== Supplied entries
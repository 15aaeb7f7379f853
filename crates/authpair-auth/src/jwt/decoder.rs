//! Access credential verification for downstream consumers.

use jsonwebtoken::{DecodingKey, Validation, decode};

use authpair_core::error::AppError;
use authpair_core::result::AppResult;

use super::SIGNING_ALGORITHM;
use super::claims::AccessClaims;

/// Validates access credentials signed by [`AccessTokenSigner`](super::AccessTokenSigner).
#[derive(Clone)]
pub struct AccessTokenVerifier {
    /// HMAC secret key for verification.
    decoding_key: DecodingKey,
    /// Validation configuration.
    validation: Validation,
}

impl std::fmt::Debug for AccessTokenVerifier {
    fn fmt(&self, f: &mut std::fmt::Formatter<'_>) -> std::fmt::Result {
        f.debug_struct("AccessTokenVerifier")
            .field("validation", &self.validation)
            .finish()
    }
}

impl AccessTokenVerifier {
    /// Creates a verifier for the given key.
    pub fn new(signing_key: &str) -> Self {
        let mut validation = Validation::new(SIGNING_ALGORITHM);
        validation.validate_exp = true;
        validation.leeway = 5; // clock skew

        Self {
            decoding_key: DecodingKey::from_secret(signing_key.as_bytes()),
            validation,
        }
    }

    /// Decodes and validates an access credential.
    pub fn verify(&self, token: &str) -> AppResult<AccessClaims> {
        let token_data = decode::<AccessClaims>(token, &self.decoding_key, &self.validation)
            .map_err(|e| match e.kind() {
                jsonwebtoken::errors::ErrorKind::ExpiredSignature => {
                    AppError::unauthorized("Token has expired")
                }
                jsonwebtoken::errors::ErrorKind::InvalidSignature => {
                    AppError::unauthorized("Invalid token signature")
                }
                _ => AppError::unauthorized(format!("Token validation failed: {e}")),
            })?;

        Ok(token_data.claims)
    }
}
====
**Instructions for the task:** Once you have read the data, reproduce all of it exactly.

**Result below:**
repository 15aaeb7f7379f853
filename crates/authpair-auth/src/jwt/decoder.rs
//! Access credential verification for downstream consumers.

use jsonwebtoken::{DecodingKey, Validation, decode};

use authpair_core::error::AppError;
use authpair_core::result::AppResult;

use super::SIGNING_ALGORITHM;
use super::claims::AccessClaims;

/// Validates access credentials signed by [`AccessTokenSigner`](super::AccessTokenSigner).
#[derive(Clone)]
pub struct AccessTokenVerifier {
    /// HMAC secret key for verification.
    decoding_key: DecodingKey,
    /// Validation configuration.
    validation: Validation,
}

impl std::fmt::Debug for AccessTokenVerifier {
    fn fmt(&self, f: &mut std::fmt::Formatter<'_>) -> std::fmt::Result {
        f.debug_struct("AccessTokenVerifier")
            .field("validation", &self.validation)
            .finish()
    }
}

impl AccessTokenVerifier {
    /// Creates a verifier for the given key.
    pub fn new(signing_key: &str) -> Self {
        let mut validation = Validation::new(SIGNING_ALGORITHM);
        validation.validate_exp = true;
        validation.leeway = 5; // clock skew

        Self {
            decoding_key: DecodingKey::from_secret(signing_key.as_bytes()),
            validation,
        }
    }

    /// Decodes and validates an access credential.
    pub fn verify(&self, token: &str) -> AppResult<AccessClaims> {
        let token_data = decode::<AccessClaims>(token, &self.decoding_key, &self.validation)
            .map_err(|e| match e.kind() {
                jsonwebtoken::errors::ErrorKind::ExpiredSignature => {
                    AppError::unauthorized("Token has expired")
                }
                jsonwebtoken::errors::ErrorKind::InvalidSignature => {
                    AppError::unauthorized("Invalid token signature")
                }
                _ => AppError::unauthorized(format!("Token validation failed: {e}")),
            })?;

        Ok(token_data.claims)
    }
}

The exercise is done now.